**Task brief:**
For this exercise, repeat every line of the material exactly.

+ + + + +

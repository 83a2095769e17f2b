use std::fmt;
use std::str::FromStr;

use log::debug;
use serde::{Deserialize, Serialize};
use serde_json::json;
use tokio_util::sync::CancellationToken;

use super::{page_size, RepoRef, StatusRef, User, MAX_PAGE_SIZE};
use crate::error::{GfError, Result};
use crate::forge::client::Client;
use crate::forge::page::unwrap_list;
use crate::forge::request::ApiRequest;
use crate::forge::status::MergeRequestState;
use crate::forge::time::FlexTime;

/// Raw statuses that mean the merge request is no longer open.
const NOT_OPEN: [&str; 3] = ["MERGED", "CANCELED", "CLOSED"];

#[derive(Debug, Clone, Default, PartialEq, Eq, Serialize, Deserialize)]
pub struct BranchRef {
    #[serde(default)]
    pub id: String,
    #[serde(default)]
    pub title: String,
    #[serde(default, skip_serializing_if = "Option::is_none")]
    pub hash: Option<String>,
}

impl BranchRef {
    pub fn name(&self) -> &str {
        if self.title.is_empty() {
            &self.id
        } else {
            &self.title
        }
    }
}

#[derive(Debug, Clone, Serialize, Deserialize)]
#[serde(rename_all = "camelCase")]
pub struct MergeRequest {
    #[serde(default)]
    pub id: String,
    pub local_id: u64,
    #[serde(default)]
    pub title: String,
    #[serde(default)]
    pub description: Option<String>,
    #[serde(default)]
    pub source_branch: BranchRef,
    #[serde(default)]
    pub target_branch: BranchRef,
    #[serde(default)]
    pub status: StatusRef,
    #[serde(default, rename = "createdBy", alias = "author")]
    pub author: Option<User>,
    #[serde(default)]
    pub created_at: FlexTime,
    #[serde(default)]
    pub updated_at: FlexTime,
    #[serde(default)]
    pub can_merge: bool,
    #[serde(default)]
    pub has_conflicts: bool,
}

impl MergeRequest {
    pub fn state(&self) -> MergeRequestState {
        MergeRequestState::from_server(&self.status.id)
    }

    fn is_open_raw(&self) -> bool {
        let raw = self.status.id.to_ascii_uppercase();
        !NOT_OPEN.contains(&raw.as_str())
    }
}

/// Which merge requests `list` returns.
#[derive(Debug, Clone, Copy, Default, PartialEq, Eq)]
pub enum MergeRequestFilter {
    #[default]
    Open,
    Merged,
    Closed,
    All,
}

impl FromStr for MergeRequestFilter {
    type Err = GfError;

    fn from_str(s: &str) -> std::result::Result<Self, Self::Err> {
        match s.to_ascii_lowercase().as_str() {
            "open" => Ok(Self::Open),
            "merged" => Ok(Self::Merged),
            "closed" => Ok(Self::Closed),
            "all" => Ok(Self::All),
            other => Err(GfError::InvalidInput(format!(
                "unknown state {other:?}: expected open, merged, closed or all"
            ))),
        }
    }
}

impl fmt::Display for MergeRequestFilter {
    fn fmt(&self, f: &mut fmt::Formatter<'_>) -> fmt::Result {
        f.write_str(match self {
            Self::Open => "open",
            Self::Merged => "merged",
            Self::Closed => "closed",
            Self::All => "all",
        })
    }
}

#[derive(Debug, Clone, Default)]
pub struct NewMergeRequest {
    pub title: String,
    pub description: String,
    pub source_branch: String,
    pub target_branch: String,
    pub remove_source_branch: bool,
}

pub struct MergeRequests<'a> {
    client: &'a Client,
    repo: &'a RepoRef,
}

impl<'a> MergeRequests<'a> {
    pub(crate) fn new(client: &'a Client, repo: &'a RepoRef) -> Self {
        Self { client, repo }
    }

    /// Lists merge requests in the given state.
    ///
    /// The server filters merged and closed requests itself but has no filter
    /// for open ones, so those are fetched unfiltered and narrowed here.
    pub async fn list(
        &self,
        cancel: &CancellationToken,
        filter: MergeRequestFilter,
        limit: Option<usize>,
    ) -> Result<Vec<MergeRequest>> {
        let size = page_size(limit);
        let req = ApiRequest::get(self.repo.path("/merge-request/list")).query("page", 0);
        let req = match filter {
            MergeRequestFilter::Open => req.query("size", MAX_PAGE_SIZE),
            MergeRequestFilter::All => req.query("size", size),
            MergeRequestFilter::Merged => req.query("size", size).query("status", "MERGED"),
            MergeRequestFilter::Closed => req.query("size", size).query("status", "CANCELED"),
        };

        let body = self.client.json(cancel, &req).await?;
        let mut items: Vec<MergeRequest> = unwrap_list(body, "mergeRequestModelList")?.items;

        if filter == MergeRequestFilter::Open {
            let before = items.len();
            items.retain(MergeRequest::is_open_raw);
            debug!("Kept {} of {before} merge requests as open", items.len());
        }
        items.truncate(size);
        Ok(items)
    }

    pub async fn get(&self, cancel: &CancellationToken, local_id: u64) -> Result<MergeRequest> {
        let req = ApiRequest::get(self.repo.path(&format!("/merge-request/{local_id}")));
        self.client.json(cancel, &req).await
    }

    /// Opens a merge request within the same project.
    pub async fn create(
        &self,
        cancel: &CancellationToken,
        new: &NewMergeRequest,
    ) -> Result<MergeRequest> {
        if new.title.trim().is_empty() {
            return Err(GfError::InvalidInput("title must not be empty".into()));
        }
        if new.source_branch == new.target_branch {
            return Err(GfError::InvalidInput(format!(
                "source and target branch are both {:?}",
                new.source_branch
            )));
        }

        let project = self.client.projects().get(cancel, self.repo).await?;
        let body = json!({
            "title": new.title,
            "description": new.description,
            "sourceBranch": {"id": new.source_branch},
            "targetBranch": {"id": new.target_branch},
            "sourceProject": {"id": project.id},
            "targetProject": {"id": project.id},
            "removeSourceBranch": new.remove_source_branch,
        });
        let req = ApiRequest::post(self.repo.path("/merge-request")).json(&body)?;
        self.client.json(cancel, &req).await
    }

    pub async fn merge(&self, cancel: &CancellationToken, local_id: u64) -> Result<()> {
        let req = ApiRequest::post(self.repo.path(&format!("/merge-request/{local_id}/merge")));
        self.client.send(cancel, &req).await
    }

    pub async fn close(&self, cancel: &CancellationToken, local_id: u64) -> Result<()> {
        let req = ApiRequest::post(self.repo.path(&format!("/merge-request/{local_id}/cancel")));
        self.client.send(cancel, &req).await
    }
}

+ + + + +

**Output of the task:**
repository 83a2095769e17f2b
use std::fmt;
use std::str::FromStr;

use log::debug;
use serde::{Deserialize, Serialize};
use serde_json::json;
use tokio_util::sync::CancellationToken;

use super::{page_size, RepoRef, StatusRef, User, MAX_PAGE_SIZE};
use crate::error::{GfError, Result};
use crate::forge::client::Client;
use crate::forge::page::unwrap_list;
use crate::forge::request::ApiRequest;
use crate::forge::status::MergeRequestState;
use crate::forge::time::FlexTime;

/// Raw statuses that mean the merge request is no longer open.
const NOT_OPEN: [&str; 3] = ["MERGED", "CANCELED", "CLOSED"];

#[derive(Debug, Clone, Default, PartialEq, Eq, Serialize, Deserialize)]
pub struct BranchRef {
    #[serde(default)]
    pub id: String,
    #[serde(default)]
    pub title: String,
    #[serde(default, skip_serializing_if = "Option::is_none")]
    pub hash: Option<String>,
}

impl BranchRef {
    pub fn name(&self) -> &str {
        if self.title.is_empty() {
            &self.id
        } else {
            &self.title
        }
    }
}

#[derive(Debug, Clone, Serialize, Deserialize)]
#[serde(rename_all = "camelCase")]
pub struct MergeRequest {
    #[serde(default)]
    pub id: String,
    pub local_id: u64,
    #[serde(default)]
    pub title: String,
    #[serde(default)]
    pub description: Option<String>,
    #[serde(default)]
    pub source_branch: BranchRef,
    #[serde(default)]
    pub target_branch: BranchRef,
    #[serde(default)]
    pub status: StatusRef,
    #[serde(default, rename = "createdBy", alias = "author")]
    pub author: Option<User>,
    #[serde(default)]
    pub created_at: FlexTime,
    #[serde(default)]
    pub updated_at: FlexTime,
    #[serde(default)]
    pub can_merge: bool,
    #[serde(default)]
    pub has_conflicts: bool,
}

impl MergeRequest {
    pub fn state(&self) -> MergeRequestState {
        MergeRequestState::from_server(&self.status.id)
    }

    fn is_open_raw(&self) -> bool {
        let raw = self.status.id.to_ascii_uppercase();
        !NOT_OPEN.contains(&raw.as_str())
    }
}

/// Which merge requests `list` returns.
#[derive(Debug, Clone, Copy, Default, PartialEq, Eq)]
pub enum MergeRequestFilter {
    #[default]
    Open,
    Merged,
    Closed,
    All,
}

impl FromStr for MergeRequestFilter {
    type Err = GfError;

    fn from_str(s: &str) -> std::result::Result<Self, Self::Err> {
        match s.to_ascii_lowercase().as_str() {
            "open" => Ok(Self::Open),
            "merged" => Ok(Self::Merged),
            "closed" => Ok(Self::Closed),
            "all" => Ok(Self::All),
            other => Err(GfError::InvalidInput(format!(
                "unknown state {other:?}: expected open, merged, closed or all"
            ))),
        }
    }
}

impl fmt::Display for MergeRequestFilter {
    fn fmt(&self, f: &mut fmt::Formatter<'_>) -> fmt::Result {
        f.write_str(match self {
            Self::Open => "open",
            Self::Merged => "merged",
            Self::Closed => "closed",
            Self::All => "all",
        })
    }
}

#[derive(Debug, Clone, Default)]
pub struct NewMergeRequest {
    pub title: String,
    pub description: String,
    pub source_branch: String,
    pub target_branch: String,
    pub remove_source_branch: bool,
}

pub struct MergeRequests<'a> {
    client: &'a Client,
    repo: &'a RepoRef,
}

impl<'a> MergeRequests<'a> {
    pub(crate) fn new(client: &'a Client, repo: &'a RepoRef) -> Self {
        Self { client, repo }
    }

    /// Lists merge requests in the given state.
    ///
    /// The server filters merged and closed requests itself but has no filter
    /// for open ones, so those are fetched unfiltered and narrowed here.
    pub async fn list(
        &self,
        cancel: &CancellationToken,
        filter: MergeRequestFilter,
        limit: Option<usize>,
    ) -> Result<Vec<MergeRequest>> {
        let size = page_size(limit);
        let req = ApiRequest::get(self.repo.path("/merge-request/list")).query("page", 0);
        let req = match filter {
            MergeRequestFilter::Open => req.query("size", MAX_PAGE_SIZE),
            MergeRequestFilter::All => req.query("size", size),
            MergeRequestFilter::Merged => req.query("size", size).query("status", "MERGED"),
            MergeRequestFilter::Closed => req.query("size", size).query("status", "CANCELED"),
        };

        let body = self.client.json(cancel, &req).await?;
        let mut items: Vec<MergeRequest> = unwrap_list(body, "mergeRequestModelList")?.items;

        if filter == MergeRequestFilter::Open {
            let before = items.len();
            items.retain(MergeRequest::is_open_raw);
            debug!("Kept {} of {before} merge requests as open", items.len());
        }
        items.truncate(size);
        Ok(items)
    }

    pub async fn get(&self, cancel: &CancellationToken, local_id: u64) -> Result<MergeRequest> {
        let req = ApiRequest::get(self.repo.path(&format!("/merge-request/{local_id}")));
        self.client.json(cancel, &req).await
    }

    /// Opens a merge request within the same project.
    pub async fn create(
        &self,
        cancel: &CancellationToken,
        new: &NewMergeRequest,
    ) -> Result<MergeRequest> {
        if new.title.trim().is_empty() {
            return Err(GfError::InvalidInput("title must not be empty".into()));
        }
        if new.source_branch == new.target_branch {
            return Err(GfError::InvalidInput(format!(
                "source and target branch are both {:?}",
                new.source_branch
            )));
        }

        let project = self.client.projects().get(cancel, self.repo).await?;
        let body = json!({
            "title": new.title,
            "description": new.description,
            "sourceBranch": {"id": new.source_branch},
            "targetBranch": {"id": new.target_branch},
            "sourceProject": {"id": project.id},
            "targetProject": {"id": project.id},
            "removeSourceBranch": new.remove_source_branch,
        });
        let req = ApiRequest::post(self.repo.path("/merge-request")).json(&body)?;
        self.client.json(cancel, &req).await
    }

    pub async fn merge(&self, cancel: &CancellationToken, local_id: u64) -> Result<()> {
        let req = ApiRequest::post(self.repo.path(&format!("/merge-request/{local_id}/merge")));
        self.client.send(cancel, &req).await
    }

    pub async fn close(&self, cancel: &CancellationToken, local_id: u64) -> Result<()> {
        let req = ApiRequest::post(self.repo.path(&format!("/merge-request/{local_id}/cancel")));
        self.client.send(cancel, &req).await
    }
}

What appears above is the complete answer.